しばらくして、兄貴と部屋へ戻ってきた彼女の目は真っ赤に充血していた。


泣かせてしまった、悲しませてしまってどうすれば良いのか分からないまま、俺の傍に寄ってきた彼女。


『……おはよう。城戸くんと同じ高校の同級生だった本城です』


彼女はそう言ってにっこり笑った。

涙は、流れていなかった。





『私たち、結構仲良かったんですよ』


本城さんは、初めて病院に来てくれた日にそう言っただけで、他は何を聞いても流して答えてくれなかった。

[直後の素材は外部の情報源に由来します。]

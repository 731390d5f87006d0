// Session module
// Persistence of the sequence as a single JSON document

pub mod store;

pub use store::{
    SessionData, SessionError, SessionStore, export_to_file, from_json, import_from_file, to_json,
};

先生に言われたのか、それとも兄貴達から口止めされてるのか分からないけれど。


何を質問しても答えてくれなくて。


自力で思い出して、とでも言うように悲しそうな表情を向けるだけで。


でも、その表情も一瞬で消えて笑顔に変わってしまう。


俺の見間違いだった?と思うほど、一瞬に。


仲が良かったなら、俺がどんな人間だったのか詳しく知っているはずなのに。


仲が良かったはずなのに、俺の事を『城戸くん』と呼ぶ。


俺が敬語で本城さんに話し掛けるからか、彼女も俺に敬語を使う。

まるで、昔の俺とは違う今の俺を新しい人間として割り切って接しているようだった。


俺も、昔が分からないから、そんな接し方しかできなかった。